**EXERCISE DATA:**

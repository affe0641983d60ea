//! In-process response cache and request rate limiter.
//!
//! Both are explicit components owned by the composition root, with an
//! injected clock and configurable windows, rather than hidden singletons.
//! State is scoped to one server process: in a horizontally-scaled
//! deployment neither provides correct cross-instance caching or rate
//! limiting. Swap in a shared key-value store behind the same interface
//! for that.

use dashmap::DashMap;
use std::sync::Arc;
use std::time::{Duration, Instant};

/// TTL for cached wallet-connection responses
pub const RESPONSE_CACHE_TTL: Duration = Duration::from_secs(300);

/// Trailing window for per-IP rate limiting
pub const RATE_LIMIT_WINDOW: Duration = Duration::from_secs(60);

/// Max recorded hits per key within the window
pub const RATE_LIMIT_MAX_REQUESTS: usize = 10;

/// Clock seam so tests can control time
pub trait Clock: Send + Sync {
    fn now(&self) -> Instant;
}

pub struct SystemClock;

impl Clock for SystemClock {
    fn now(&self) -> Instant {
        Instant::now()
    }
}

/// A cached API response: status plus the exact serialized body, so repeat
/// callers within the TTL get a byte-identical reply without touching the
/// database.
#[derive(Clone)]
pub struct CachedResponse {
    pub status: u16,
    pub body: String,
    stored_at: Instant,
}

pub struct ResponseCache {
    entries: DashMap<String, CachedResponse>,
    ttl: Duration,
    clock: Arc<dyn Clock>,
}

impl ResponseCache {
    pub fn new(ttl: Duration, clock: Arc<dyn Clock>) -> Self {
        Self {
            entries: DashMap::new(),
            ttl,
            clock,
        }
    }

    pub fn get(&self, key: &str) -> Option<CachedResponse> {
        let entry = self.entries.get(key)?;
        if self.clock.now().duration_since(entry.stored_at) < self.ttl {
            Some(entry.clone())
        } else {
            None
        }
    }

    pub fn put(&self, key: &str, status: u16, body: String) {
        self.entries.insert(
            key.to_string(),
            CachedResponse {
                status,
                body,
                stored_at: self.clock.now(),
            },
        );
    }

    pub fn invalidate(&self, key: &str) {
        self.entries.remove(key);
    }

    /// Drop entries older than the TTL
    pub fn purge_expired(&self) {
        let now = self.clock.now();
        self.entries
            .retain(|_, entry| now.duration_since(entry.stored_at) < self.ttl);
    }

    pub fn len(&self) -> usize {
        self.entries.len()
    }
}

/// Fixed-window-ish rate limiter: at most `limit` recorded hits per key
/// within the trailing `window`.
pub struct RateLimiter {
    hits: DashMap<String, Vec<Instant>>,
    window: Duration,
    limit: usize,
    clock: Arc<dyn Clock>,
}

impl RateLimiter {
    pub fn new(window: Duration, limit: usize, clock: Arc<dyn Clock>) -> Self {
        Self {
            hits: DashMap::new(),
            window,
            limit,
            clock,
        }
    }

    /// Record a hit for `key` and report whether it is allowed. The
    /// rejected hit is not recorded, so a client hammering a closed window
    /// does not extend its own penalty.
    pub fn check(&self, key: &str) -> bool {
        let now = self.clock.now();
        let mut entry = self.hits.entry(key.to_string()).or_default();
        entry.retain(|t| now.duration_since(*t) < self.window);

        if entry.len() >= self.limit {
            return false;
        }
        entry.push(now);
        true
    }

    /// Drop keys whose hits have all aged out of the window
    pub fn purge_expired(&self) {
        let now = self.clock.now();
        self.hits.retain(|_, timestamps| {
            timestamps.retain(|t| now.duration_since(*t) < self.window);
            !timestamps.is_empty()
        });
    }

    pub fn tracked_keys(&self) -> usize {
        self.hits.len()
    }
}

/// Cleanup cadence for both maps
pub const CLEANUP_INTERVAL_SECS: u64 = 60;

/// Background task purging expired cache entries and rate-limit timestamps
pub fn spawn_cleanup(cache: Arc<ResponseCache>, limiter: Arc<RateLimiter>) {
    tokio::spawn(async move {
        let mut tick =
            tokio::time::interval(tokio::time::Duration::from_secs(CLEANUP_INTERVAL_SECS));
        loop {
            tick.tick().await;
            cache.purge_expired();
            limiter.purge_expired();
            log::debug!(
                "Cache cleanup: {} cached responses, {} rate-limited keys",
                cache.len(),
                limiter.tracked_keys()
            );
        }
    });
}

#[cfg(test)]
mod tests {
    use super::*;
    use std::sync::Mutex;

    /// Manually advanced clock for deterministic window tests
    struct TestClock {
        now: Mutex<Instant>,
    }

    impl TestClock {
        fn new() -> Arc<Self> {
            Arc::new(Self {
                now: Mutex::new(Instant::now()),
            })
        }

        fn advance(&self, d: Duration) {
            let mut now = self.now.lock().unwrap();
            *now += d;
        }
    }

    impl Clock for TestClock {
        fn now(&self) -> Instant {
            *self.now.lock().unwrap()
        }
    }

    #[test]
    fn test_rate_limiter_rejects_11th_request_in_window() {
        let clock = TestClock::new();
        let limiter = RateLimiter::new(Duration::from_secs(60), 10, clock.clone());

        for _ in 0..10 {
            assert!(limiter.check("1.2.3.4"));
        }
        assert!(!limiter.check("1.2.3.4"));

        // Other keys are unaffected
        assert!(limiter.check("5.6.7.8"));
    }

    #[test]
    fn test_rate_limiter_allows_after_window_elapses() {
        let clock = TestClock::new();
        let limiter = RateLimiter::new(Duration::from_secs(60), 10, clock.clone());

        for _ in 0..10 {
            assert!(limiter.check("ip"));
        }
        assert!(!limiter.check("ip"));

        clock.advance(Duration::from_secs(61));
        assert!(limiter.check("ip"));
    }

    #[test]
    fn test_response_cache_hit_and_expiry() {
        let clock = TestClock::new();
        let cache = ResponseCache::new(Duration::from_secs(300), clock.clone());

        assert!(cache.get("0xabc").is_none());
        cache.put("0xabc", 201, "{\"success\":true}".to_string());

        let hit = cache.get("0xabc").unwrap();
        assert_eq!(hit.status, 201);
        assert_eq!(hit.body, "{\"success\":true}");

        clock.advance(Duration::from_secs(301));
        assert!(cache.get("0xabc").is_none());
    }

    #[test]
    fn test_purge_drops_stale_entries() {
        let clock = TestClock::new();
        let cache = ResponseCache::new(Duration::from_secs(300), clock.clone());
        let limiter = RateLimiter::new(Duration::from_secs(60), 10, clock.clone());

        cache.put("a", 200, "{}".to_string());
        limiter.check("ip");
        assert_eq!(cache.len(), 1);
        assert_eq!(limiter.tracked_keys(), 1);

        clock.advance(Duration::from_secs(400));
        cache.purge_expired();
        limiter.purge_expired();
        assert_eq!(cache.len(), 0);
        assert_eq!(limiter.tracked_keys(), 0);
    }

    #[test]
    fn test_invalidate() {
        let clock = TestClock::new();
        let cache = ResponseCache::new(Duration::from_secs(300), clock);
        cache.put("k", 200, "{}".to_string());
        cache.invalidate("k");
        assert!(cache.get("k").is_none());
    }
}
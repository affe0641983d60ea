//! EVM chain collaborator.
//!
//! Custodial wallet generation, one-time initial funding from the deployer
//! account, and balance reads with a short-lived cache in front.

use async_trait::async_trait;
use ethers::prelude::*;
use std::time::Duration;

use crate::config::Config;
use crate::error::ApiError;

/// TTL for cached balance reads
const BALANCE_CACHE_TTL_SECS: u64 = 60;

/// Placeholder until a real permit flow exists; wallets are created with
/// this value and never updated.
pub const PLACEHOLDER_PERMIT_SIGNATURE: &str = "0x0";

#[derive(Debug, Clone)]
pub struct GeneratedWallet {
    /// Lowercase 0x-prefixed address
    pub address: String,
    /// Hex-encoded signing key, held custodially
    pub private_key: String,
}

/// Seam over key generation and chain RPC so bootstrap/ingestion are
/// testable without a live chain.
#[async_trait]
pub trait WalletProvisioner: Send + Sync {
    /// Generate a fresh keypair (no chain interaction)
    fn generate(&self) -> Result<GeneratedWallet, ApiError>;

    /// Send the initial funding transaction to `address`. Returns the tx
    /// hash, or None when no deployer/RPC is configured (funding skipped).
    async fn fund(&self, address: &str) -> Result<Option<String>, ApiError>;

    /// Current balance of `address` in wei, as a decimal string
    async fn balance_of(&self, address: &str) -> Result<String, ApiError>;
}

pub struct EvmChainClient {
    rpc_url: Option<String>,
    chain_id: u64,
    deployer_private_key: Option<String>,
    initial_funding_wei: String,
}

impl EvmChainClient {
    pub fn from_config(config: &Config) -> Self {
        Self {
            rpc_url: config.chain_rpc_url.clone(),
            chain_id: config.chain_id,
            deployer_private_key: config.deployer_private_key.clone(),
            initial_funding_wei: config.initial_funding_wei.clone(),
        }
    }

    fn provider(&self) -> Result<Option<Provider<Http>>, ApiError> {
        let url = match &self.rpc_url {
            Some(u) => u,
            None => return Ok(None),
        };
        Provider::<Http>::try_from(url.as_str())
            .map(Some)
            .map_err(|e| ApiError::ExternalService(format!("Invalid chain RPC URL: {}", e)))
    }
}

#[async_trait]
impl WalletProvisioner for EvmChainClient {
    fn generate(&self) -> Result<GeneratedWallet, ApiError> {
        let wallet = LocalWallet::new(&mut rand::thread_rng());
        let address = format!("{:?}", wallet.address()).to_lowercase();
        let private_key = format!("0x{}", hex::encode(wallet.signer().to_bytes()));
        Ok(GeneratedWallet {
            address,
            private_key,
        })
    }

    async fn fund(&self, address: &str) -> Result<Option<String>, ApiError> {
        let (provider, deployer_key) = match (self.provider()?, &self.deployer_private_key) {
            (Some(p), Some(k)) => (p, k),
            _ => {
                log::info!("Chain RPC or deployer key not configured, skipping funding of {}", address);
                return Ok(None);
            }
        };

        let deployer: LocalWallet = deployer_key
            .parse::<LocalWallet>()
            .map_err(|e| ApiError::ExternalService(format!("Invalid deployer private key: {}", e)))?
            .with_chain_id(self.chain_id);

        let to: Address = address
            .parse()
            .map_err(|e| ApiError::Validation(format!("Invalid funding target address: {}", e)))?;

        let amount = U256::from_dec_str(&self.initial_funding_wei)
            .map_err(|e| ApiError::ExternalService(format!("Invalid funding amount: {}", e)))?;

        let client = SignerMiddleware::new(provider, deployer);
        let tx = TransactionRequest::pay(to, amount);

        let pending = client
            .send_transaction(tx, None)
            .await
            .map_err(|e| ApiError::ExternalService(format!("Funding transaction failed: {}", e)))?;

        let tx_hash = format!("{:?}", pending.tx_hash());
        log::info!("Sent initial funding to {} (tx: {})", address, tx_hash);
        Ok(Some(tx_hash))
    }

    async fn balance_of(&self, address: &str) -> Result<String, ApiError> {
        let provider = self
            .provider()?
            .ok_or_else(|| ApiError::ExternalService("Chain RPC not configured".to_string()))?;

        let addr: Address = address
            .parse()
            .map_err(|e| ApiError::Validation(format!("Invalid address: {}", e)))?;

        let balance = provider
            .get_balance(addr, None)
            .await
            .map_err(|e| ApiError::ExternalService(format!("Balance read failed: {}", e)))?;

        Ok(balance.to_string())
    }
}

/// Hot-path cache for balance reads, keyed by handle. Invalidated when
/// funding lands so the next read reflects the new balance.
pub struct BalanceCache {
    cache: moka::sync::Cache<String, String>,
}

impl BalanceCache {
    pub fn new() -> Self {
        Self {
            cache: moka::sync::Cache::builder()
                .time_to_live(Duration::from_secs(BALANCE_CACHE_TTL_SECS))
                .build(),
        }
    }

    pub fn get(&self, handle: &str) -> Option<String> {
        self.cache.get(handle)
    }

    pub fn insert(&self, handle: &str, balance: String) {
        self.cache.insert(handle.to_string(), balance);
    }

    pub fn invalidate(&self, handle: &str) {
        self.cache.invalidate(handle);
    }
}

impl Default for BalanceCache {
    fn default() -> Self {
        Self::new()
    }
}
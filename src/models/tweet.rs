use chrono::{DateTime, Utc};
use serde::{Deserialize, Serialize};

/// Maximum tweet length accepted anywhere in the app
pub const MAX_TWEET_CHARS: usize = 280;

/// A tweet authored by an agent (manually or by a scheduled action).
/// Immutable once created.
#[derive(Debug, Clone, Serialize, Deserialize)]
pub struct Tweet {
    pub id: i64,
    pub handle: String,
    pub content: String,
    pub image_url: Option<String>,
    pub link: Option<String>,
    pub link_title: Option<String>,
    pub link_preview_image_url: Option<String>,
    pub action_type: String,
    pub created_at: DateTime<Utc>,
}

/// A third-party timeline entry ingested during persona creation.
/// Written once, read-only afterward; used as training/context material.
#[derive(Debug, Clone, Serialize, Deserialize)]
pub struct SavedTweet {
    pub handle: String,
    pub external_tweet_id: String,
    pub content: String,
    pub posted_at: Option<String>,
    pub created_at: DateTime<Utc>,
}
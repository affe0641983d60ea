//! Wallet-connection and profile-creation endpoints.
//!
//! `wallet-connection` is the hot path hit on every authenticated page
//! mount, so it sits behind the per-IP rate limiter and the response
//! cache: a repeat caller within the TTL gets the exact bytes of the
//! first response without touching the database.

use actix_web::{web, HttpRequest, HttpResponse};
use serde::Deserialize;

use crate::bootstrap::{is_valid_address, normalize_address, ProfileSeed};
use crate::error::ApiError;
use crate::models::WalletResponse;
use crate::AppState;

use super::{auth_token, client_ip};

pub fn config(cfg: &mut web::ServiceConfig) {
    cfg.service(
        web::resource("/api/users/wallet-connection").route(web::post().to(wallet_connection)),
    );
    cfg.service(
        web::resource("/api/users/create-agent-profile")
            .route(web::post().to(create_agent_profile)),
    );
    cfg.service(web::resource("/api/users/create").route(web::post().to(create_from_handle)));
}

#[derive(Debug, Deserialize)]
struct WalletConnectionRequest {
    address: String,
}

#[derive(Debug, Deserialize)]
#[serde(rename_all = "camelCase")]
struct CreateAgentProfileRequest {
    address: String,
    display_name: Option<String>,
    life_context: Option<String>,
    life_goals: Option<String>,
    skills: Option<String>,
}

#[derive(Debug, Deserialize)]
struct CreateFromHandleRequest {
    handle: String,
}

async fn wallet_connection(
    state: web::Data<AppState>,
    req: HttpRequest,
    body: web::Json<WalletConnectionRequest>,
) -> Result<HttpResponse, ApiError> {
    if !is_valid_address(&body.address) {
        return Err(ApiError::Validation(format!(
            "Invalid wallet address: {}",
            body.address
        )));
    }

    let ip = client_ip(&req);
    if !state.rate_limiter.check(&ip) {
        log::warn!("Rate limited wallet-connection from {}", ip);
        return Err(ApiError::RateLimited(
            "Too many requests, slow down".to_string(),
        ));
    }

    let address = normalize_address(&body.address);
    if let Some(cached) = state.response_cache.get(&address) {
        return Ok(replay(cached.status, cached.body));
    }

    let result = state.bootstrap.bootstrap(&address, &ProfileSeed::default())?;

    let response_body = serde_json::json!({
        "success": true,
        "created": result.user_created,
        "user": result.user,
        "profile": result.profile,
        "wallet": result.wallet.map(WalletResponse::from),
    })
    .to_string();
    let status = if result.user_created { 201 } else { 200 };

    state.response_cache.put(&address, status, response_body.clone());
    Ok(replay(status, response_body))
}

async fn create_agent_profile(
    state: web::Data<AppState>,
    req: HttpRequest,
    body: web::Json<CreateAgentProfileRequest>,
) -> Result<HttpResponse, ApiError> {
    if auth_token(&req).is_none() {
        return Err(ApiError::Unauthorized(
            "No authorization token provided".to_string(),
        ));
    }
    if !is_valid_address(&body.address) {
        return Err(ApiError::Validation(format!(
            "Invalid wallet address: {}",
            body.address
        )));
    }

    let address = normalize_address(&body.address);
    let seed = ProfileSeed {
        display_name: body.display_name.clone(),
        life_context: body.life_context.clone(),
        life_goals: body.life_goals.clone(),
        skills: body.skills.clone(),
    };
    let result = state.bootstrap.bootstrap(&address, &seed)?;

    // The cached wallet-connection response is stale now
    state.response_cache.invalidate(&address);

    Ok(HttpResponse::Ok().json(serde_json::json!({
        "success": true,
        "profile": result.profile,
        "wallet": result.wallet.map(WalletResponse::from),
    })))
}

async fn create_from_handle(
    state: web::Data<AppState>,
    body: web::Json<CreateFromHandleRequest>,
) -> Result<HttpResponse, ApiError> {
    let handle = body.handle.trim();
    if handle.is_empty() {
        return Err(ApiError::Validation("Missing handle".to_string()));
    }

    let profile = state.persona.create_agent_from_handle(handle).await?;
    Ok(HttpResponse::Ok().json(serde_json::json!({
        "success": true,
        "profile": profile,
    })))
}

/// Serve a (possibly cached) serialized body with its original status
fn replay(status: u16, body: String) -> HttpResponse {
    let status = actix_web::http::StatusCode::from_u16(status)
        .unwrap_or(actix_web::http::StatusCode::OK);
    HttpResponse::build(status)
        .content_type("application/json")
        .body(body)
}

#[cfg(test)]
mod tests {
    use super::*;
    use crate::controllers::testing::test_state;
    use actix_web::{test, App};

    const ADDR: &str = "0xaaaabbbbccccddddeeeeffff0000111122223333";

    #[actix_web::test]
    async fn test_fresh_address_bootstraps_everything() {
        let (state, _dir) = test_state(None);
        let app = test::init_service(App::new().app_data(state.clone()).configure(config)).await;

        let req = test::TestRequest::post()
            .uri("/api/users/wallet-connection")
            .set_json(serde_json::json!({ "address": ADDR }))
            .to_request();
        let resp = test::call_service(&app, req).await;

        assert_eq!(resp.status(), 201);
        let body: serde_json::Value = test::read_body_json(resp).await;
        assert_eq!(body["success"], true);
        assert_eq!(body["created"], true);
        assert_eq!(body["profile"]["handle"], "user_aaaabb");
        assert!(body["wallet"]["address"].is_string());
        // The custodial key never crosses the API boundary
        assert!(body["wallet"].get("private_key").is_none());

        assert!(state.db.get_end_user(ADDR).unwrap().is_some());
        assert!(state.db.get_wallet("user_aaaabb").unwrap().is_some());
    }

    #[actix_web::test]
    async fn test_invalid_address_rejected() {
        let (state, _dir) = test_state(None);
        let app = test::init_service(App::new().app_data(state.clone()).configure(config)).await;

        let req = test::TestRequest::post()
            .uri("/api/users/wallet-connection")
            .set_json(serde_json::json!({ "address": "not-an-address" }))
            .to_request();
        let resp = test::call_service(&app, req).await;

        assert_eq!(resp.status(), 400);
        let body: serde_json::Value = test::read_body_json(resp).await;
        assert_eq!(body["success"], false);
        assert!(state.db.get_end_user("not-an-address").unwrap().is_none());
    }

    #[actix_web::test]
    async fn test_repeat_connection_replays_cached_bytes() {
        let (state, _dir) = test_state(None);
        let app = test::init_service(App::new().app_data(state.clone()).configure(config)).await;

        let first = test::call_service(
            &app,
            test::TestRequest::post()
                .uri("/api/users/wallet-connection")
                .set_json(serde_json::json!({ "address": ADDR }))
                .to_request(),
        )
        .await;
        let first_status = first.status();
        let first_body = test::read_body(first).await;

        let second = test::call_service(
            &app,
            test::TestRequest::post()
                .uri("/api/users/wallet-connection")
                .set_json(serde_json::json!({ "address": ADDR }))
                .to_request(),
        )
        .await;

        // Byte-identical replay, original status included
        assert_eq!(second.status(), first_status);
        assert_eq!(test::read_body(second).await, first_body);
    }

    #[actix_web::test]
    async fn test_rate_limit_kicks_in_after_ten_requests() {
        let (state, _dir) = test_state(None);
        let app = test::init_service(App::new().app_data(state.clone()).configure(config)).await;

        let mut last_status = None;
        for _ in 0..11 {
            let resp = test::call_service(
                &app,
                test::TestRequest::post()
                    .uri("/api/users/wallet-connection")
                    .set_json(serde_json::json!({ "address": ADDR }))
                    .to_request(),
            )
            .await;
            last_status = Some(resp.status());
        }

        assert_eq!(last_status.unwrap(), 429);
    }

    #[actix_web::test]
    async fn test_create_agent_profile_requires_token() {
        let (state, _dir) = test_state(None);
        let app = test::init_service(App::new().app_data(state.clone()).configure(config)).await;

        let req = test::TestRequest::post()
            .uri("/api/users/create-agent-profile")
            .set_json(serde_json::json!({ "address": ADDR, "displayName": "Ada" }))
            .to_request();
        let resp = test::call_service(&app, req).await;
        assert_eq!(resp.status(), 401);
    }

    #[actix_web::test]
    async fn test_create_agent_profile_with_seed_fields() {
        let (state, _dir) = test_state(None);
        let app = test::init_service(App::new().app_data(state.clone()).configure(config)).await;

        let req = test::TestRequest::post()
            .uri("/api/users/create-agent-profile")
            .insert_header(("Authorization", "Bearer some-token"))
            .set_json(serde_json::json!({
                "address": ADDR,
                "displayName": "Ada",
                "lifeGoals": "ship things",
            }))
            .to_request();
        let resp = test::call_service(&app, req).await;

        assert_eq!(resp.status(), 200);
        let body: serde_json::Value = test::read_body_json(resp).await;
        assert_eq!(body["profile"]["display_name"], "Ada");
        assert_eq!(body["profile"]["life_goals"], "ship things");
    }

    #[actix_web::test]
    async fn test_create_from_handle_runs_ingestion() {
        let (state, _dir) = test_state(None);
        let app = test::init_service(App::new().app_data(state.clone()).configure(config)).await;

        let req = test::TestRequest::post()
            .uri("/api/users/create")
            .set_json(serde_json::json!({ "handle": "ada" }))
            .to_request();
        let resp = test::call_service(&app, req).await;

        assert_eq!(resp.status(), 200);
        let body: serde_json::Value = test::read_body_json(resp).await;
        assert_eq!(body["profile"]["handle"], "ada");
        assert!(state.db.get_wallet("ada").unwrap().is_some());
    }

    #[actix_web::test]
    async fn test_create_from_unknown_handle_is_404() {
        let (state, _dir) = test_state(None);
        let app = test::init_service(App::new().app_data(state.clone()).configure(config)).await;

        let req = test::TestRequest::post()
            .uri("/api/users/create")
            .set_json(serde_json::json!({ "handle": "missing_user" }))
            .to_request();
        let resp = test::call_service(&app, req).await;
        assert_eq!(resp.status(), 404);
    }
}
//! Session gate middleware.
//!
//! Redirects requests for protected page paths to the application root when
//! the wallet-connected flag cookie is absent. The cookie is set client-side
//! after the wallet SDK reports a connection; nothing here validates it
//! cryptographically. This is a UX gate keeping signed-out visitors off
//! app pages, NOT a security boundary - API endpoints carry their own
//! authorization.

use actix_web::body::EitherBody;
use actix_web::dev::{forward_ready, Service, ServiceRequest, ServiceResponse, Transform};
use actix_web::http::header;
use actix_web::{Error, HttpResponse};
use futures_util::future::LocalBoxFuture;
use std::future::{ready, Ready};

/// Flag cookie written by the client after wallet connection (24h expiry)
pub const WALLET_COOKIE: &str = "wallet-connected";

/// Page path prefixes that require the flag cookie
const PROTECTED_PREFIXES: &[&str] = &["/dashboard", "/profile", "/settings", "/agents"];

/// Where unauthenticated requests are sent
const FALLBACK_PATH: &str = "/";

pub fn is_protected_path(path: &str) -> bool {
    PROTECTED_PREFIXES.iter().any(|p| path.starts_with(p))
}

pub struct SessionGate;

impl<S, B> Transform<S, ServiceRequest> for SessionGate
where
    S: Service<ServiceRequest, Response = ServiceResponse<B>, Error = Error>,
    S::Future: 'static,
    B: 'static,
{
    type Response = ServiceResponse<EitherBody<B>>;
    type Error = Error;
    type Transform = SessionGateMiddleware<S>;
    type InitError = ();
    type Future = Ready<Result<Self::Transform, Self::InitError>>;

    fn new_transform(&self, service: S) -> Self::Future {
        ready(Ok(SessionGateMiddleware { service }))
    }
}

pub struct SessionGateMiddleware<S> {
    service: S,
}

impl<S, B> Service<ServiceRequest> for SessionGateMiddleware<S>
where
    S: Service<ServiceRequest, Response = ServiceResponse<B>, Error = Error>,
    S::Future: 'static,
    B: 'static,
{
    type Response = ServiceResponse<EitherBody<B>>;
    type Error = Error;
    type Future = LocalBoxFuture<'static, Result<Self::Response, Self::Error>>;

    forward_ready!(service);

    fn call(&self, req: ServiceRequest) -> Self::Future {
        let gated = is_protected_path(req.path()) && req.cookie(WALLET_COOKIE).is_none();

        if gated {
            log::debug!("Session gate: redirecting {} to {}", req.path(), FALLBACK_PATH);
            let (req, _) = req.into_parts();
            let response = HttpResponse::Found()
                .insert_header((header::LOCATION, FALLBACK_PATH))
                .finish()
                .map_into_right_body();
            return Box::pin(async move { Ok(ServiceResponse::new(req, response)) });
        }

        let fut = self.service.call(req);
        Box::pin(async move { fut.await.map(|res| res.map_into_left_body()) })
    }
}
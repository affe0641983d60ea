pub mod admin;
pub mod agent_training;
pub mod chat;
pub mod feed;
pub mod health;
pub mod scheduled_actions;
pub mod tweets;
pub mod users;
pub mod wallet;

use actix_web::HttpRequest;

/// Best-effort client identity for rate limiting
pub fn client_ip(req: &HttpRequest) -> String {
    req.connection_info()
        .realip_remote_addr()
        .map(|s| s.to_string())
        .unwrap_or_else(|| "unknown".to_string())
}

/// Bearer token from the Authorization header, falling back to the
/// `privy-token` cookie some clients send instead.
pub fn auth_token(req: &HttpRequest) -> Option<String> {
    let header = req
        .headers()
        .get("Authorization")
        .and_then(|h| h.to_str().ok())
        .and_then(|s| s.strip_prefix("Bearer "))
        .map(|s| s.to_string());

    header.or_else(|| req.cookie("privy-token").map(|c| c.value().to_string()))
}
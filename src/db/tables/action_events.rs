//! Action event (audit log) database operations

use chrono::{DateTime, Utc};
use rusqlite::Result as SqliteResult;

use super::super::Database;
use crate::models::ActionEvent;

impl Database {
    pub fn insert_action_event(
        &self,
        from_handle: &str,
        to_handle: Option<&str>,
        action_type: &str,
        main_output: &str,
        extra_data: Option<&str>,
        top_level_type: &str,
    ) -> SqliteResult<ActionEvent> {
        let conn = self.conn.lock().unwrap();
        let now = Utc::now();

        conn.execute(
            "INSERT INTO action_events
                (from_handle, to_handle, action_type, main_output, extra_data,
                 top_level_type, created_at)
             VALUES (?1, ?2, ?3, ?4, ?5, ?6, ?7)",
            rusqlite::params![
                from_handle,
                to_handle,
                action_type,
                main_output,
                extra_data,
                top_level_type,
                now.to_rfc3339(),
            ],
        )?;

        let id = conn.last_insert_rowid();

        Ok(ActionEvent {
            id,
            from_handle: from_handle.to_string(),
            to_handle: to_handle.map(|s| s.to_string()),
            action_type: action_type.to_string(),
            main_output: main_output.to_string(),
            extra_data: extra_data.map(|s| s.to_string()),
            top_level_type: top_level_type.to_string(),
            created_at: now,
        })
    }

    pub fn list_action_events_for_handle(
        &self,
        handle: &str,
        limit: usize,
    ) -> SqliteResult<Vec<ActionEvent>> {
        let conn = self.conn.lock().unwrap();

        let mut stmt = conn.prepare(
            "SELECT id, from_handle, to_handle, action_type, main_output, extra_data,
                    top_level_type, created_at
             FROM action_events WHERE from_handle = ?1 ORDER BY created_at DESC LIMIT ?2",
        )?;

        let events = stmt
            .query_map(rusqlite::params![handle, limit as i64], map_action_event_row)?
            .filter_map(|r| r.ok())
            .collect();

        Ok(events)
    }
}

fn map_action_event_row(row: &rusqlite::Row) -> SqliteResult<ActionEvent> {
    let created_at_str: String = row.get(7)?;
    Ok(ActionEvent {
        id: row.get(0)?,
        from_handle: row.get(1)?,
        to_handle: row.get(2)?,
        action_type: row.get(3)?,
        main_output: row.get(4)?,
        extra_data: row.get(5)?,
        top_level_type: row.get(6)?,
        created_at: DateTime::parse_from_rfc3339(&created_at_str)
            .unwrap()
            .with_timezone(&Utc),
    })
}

**PROBLEM TO WORK ON:**
Please transcribe the data exactly from its first line. End with the line that contains "in a horizontally-scaled".

**WRITTEN RESPONSE:**
repository affe0641983d60ea
//! In-process response cache and request rate limiter.
//!
//! Both are explicit components owned by the composition root, with an
//! injected clock and configurable windows, rather than hidden singletons.
//! State is scoped to one server process: in a horizontally-scaled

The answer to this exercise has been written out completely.